CQC failed to properly investigate boy’s death

The Care Quality Commission (CQC) didn't properly investigate the circumstances of a five-year-old boy's death at a specialist centre for children with brain injuries, the Parliamentary and Health Service Ombudsman (PHSO) has found. 

The Ombudsman is urging all regulatory health bodies to follow guidelines and act appropriately to make sure there is transparency and accountability when things go wrong in care.

The boy, who had neuro-disabilities, died during a six-week stay at a specialist centre for children with brain injuries. He had been doing well and had no significant underlying physical or medical concerns but was found dead in his cot on the morning of 17 May 2017. Based on the information it received from the Trust, the CQC initially believed the boy’s death was natural.

However, an inquest and Prevention of Future Deaths Report concluded that he died ‘following entrapment by a loose cot bumper causing death by way of airway obstruction’. A cot bumper is a padded panel placed around the inside of a cot to prevent injuries or falls.

The boy’s foster mother initially complained to the CQC but was not satisfied with its response and later brought her complaint to the Ombudsman.

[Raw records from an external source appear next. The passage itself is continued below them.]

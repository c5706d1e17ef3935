#![allow(dead_code)]

use async_trait::async_trait;
use chrono::{DateTime, Utc};
use serde_json::{json, Value};
use std::path::Path;
use std::sync::Arc;
use std::time::Duration;

use crm_security_core::audit::{FileAuditSink, HashChainAuditTrail, RequestSnapshot, ResponseSnapshot};
use crm_security_core::config::AuditConfig;
use crm_security_core::error::SecurityError;
use crm_security_core::store::{AccountSecurityRecord, AccountStore, Database, FastStore};

/// In-memory SQLite database with one seeded account.
pub async fn setup_test_db() -> Database {
    let db = Database::new_in_memory()
        .await
        .expect("Failed to create test database");
    db.upsert_account("u1", "agent@example.com")
        .await
        .expect("Failed to seed account");
    db
}

/// Audit trail persisting to real segment files under `dir`.
pub fn trail_in(dir: &Path) -> HashChainAuditTrail {
    let config = AuditConfig {
        log_dir: dir.to_string_lossy().into_owned(),
        ..AuditConfig::default()
    };
    let sink = Arc::new(FileAuditSink::new(dir).expect("Failed to create sink"));
    HashChainAuditTrail::initialize(config, sink)
}

pub fn login_request(body: Value) -> RequestSnapshot {
    RequestSnapshot {
        method: "POST".to_string(),
        url: "/api/auth/login".to_string(),
        path: "/api/auth/login".to_string(),
        ip: "10.0.0.1".to_string(),
        user_agent: "crm-web/2.1".to_string(),
        body,
        query: json!({}),
    }
}

pub fn api_request(method: &str, path: &str, body: Value) -> RequestSnapshot {
    RequestSnapshot {
        method: method.to_string(),
        url: path.to_string(),
        path: path.to_string(),
        ip: "10.0.0.1".to_string(),
        user_agent: "crm-web/2.1".to_string(),
        body,
        query: json!({}),
    }
}

pub fn response(status_code: u16) -> ResponseSnapshot {
    ResponseSnapshot {
        status_code,
        duration: 15,
    }
}

/// Fast store that is permanently unreachable.
pub struct FailingFastStore;

#[async_trait]
impl FastStore for FailingFastStore {
    async fn get(&self, _key: &str) -> Result<Option<String>, SecurityError> {
        Err(SecurityError::FastStoreUnavailable("connection refused".into()))
    }

    async fn incr(&self, _key: &str, _ttl: Duration) -> Result<u64, SecurityError> {
        Err(SecurityError::FastStoreUnavailable("connection refused".into()))
    }

    async fn set_with_ttl(
        &self,
        _key: &str,
        _value: &str,
        _ttl: Duration,
    ) -> Result<(), SecurityError> {
        Err(SecurityError::FastStoreUnavailable("connection refused".into()))
    }

    async fn expire(&self, _key: &str, _ttl: Duration) -> Result<(), SecurityError> {
        Err(SecurityError::FastStoreUnavailable("connection refused".into()))
    }

    async fn ttl(&self, _key: &str) -> Result<Option<Duration>, SecurityError> {
        Err(SecurityError::FastStoreUnavailable("connection refused".into()))
    }

    async fn exists(&self, _key: &str) -> Result<bool, SecurityError> {
        Err(SecurityError::FastStoreUnavailable("connection refused".into()))
    }

    async fn del(&self, _key: &str) -> Result<(), SecurityError> {
        Err(SecurityError::FastStoreUnavailable("connection refused".into()))
    }
}

/// Account store that is permanently unreachable.
pub struct FailingAccountStore;

#[async_trait]
impl AccountStore for FailingAccountStore {
    async fn security_record(
        &self,
        _user_id: &str,
    ) -> Result<Option<AccountSecurityRecord>, SecurityError> {
        Err(SecurityError::DurableStoreError("database down".into()))
    }

    async fn update_attempts(
        &self,
        _user_id: &str,
        _attempts: u32,
        _window_expiry: DateTime<Utc>,
    ) -> Result<(), SecurityError> {
        Err(SecurityError::DurableStoreError("database down".into()))
    }

    async fn establish_lock(
        &self,
        _user_id: &str,
        _lock_until: DateTime<Utc>,
        _attempts: u32,
    ) -> Result<(), SecurityError> {
        Err(SecurityError::DurableStoreError("database down".into()))
    }

    async fn clear_security_state(&self, _user_id: &str) -> Result<(), SecurityError> {
        Err(SecurityError::DurableStoreError("database down".into()))
    }

    async fn find_user_id_by_email(&self, _email: &str) -> Result<Option<String>, SecurityError> {
        Err(SecurityError::DurableStoreError("database down".into()))
    }
}
//! Login Attempt Tracking & Account Lockout
//!
//! Dual-backed counting (fast cache best-effort, durable store
//! authoritative) feeding a lockout state machine consulted on the
//! synchronous login path.

pub mod counter;
pub mod tracker;

pub use counter::{CounterSample, DualBackedCounter};
pub use tracker::{FailureOutcome, LockSource, LockStatus, LockoutTracker};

The Ombudsman found that the CQC acted correctly based on the information it received immediately after the boy’s death. It also acted correctly in not pursuing criminal proceedings following the inquest as by law it can only do this within three years of the death occurring. The inquest did not conclude until 2022, five years after the boy’s death.

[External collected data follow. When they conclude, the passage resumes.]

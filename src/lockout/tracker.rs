//! Lockout Tracker
//!
//! Login-attempt state machine. An identifier is locked iff a durable
//! lock-until timestamp is in the future or a fast-path lock marker
//! exists; attempt counts alone never gate access.

use chrono::{DateTime, Duration as ChronoDuration, Utc};
use serde::Serialize;
use std::sync::Arc;
use tracing::{info, warn};

use crate::config::LockoutConfig;
use crate::error::SecurityError;
use crate::lockout::counter::DualBackedCounter;
use crate::store::{AccountStore, FastStore};

#[derive(Debug, Clone, Copy, PartialEq, Eq, Serialize)]
#[serde(rename_all = "snake_case")]
pub enum LockSource {
    Durable,
    FastPath,
    NotLocked,
}

#[derive(Debug, Clone, Serialize)]
pub struct LockStatus {
    pub is_locked: bool,
    pub locked_until: Option<DateTime<Utc>>,
    pub source: LockSource,
}

impl LockStatus {
    fn unlocked() -> Self {
        Self {
            is_locked: false,
            locked_until: None,
            source: LockSource::NotLocked,
        }
    }
}

#[derive(Debug, Clone, Copy)]
pub struct FailureOutcome {
    pub locked: bool,
    pub attempts_remaining: u32,
}

pub struct LockoutTracker {
    fast: Arc<dyn FastStore>,
    durable: Arc<dyn AccountStore>,
    counter: DualBackedCounter,
    config: LockoutConfig,
}

fn attempt_keys(user_id: Option<&str>, email: &str) -> Vec<String> {
    let mut keys = Vec::new();
    if let Some(user_id) = user_id {
        keys.push(format!("lockout:attempts:user:{}", user_id));
    }
    keys.push(format!("lockout:attempts:email:{}", email.to_lowercase()));
    keys
}

fn lock_keys(user_id: Option<&str>, email: &str) -> Vec<String> {
    let mut keys = Vec::new();
    if let Some(user_id) = user_id {
        keys.push(format!("lockout:lock:user:{}", user_id));
    }
    keys.push(format!("lockout:lock:email:{}", email.to_lowercase()));
    keys
}

impl LockoutTracker {
    pub fn new(
        fast: Arc<dyn FastStore>,
        durable: Arc<dyn AccountStore>,
        config: LockoutConfig,
    ) -> Self {
        let counter =
            DualBackedCounter::new(fast.clone(), durable.clone(), config.attempt_window());
        Self {
            fast,
            durable,
            counter,
            config,
        }
    }

    /// Record a failed login. Increments both tiers and escalates to a
    /// lock when the effective count reaches the threshold. A durable
    /// failure during the lock-establishing write is surfaced to the
    /// caller; silently dropping it would silently disable brute-force
    /// protection.
    pub async fn record_failure(
        &self,
        user_id: Option<&str>,
        email: &str,
        ip: &str,
        user_agent: &str,
    ) -> Result<FailureOutcome, SecurityError> {
        let attempt_keys = attempt_keys(user_id, email);
        let sample = self.counter.record_attempt(&attempt_keys, user_id).await;
        let effective = sample.effective();

        if effective < self.config.max_attempts as u64 {
            return Ok(FailureOutcome {
                locked: false,
                attempts_remaining: self.config.max_attempts - effective as u32,
            });
        }

        let lock_until = Utc::now()
            + ChronoDuration::from_std(self.config.lockout_duration())
                .unwrap_or_else(|_| ChronoDuration::minutes(30));

        warn!(
            user_id = user_id.unwrap_or("unknown"),
            email,
            ip,
            user_agent,
            attempts = effective,
            %lock_until,
            "Account lockout threshold reached"
        );

        // Fast-path marker first so protection holds even if the durable
        // write below fails.
        for key in lock_keys(user_id, email) {
            if let Err(e) = self
                .fast
                .set_with_ttl(&key, &lock_until.to_rfc3339(), self.config.lockout_duration())
                .await
            {
                warn!("Fast store unavailable setting lock marker: {}", e);
                break;
            }
        }
        self.counter.clear_fast(&attempt_keys).await;

        if let Some(user_id) = user_id {
            self.durable
                .establish_lock(user_id, lock_until, self.config.max_attempts)
                .await?;
        }

        Ok(FailureOutcome {
            locked: true,
            attempts_remaining: 0,
        })
    }

    /// Successful login: clear fast counters and markers plus the durable
    /// attempt state. An escalated durable lock is only cleared by time,
    /// never by a success while it is still active. Clearing is not a
    /// security-establishing write, so a durable hiccup degrades with a
    /// warning instead of failing the login.
    pub async fn record_success(&self, user_id: &str, email: &str) {
        let user = Some(user_id);
        self.counter.clear_fast(&attempt_keys(user, email)).await;
        for key in lock_keys(user, email) {
            if let Err(e) = self.fast.del(&key).await {
                warn!("Fast store unavailable clearing lock marker: {}", e);
                break;
            }
        }

        let lock_active = match self.durable.security_record(user_id).await {
            Ok(Some(record)) => record
                .lock_until
                .map(|until| until > Utc::now())
                .unwrap_or(false),
            Ok(None) => false,
            Err(e) => {
                warn!("Durable store unreachable clearing attempt state: {}", e);
                return;
            }
        };

        let result = if lock_active {
            // Reset the counter but leave lock_until untouched.
            self.durable.update_attempts(user_id, 0, Utc::now()).await
        } else {
            self.durable.clear_security_state(user_id).await
        };
        if let Err(e) = result {
            warn!("Durable store unreachable clearing attempt state: {}", e);
        }
    }

    /// Lock check on the synchronous login path. Durable first
    /// (authoritative), fast-path marker second, otherwise not locked.
    /// Store outages degrade rather than fail the request.
    pub async fn is_locked(&self, user_id: Option<&str>, email: &str) -> LockStatus {
        let now = Utc::now();

        if let Some(user_id) = user_id {
            match self.durable.security_record(user_id).await {
                Ok(Some(record)) => {
                    if let Some(lock_until) = record.lock_until {
                        if lock_until > now {
                            return LockStatus {
                                is_locked: true,
                                locked_until: Some(lock_until),
                                source: LockSource::Durable,
                            };
                        }
                        info!(user_id, "Durable lock expired, treating as unlocked");
                    }
                }
                Ok(None) => {}
                Err(e) => {
                    warn!(
                        "Durable store unreachable during lock check, degrading to fast path: {}",
                        e
                    );
                }
            }
        }

        for key in lock_keys(user_id, email) {
            match self.fast.get(&key).await {
                Ok(Some(raw)) => {
                    let locked_until = DateTime::parse_from_rfc3339(&raw)
                        .ok()
                        .map(|dt| dt.with_timezone(&Utc));
                    return LockStatus {
                        is_locked: true,
                        locked_until,
                        source: LockSource::FastPath,
                    };
                }
                Ok(None) => {}
                Err(e) => {
                    warn!("Fast store unavailable during lock check: {}", e);
                    break;
                }
            }
        }

        LockStatus::unlocked()
    }
}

However, the Ombudsman found that the CQC should have considered taking enforcement action against the Trust when new information came to light before the inquest concluded. For example, when the CQC was informed that the coroner was considering death by negligence, and later, when it was told that the coroner was considering whether the cot bumper was instrumental in the boy’s death.

At that point, the events were still within the statutory timeframe.

By not examining the new information, the CQC missed the opportunity to assess the issues being raised and caused further stress and anxiety to the boy’s foster family.

The Ombudsman recommended the CQC apologise to the boy’s foster mother and create an action plan to improve its service to prevent the same mistake happening again. The CQC has complied with the recommendations.

Rebecca Hilsenrath, the Parliamentary and Health Ombudsman, said:

“This is a tragic case involving the death of a young boy who faced many challenges in his short life.

 

“His family have not only had to come to terms with a devastating loss but also the knowledge that those responsible for determining the circumstances of his death did not do all that they should have.

 

“When things go wrong in care, there should be accountability and lessons must be learned. If that doesn’t happen, grieving families suffer the added pain of having to fight harder to get the answers they’re looking for. Regulatory organisations must make sure they examine all the available evidence to uncover the truth for everyone involved and to prevent others from experiencing the same trauma.”

The boy lived in Sheffield with his foster parents who had cared for him since he was six months old. His foster mother described him as happy boy who was full of energy, and loved dogs, football, and Paw Patrol.

His foster mother, a doctor, said:

“It was uncovered in the Ombudsman’s report that the CQC didn’t even hold a management review meeting after the adjourned inquest said that his death could have been caused by the bumper. That is the crux of the issue.

 

“It felt like the CQC just relied on what they were being told by the Trust without questioning it. The information being supplied by the coroner was ignored and all my attempts to contact the CQC were shut down. I was told we had to wait until the inquest was concluded, but by then it was too late for them to do anything.

 

“We’ve had no choice but to carry on with life, but it is very difficult because a big part of your life has gone. Trying to get answers and accountability for our boy has taken so much time and energy, it’s been a trauma in itself. Your trust in the organisations that you rely on to do the right thing is questioned and it leaves you feeling very vulnerable.

 

“You don’t believe anything like this can happen and I hope by bringing my case to the Ombudsman that no other family will have to go through this.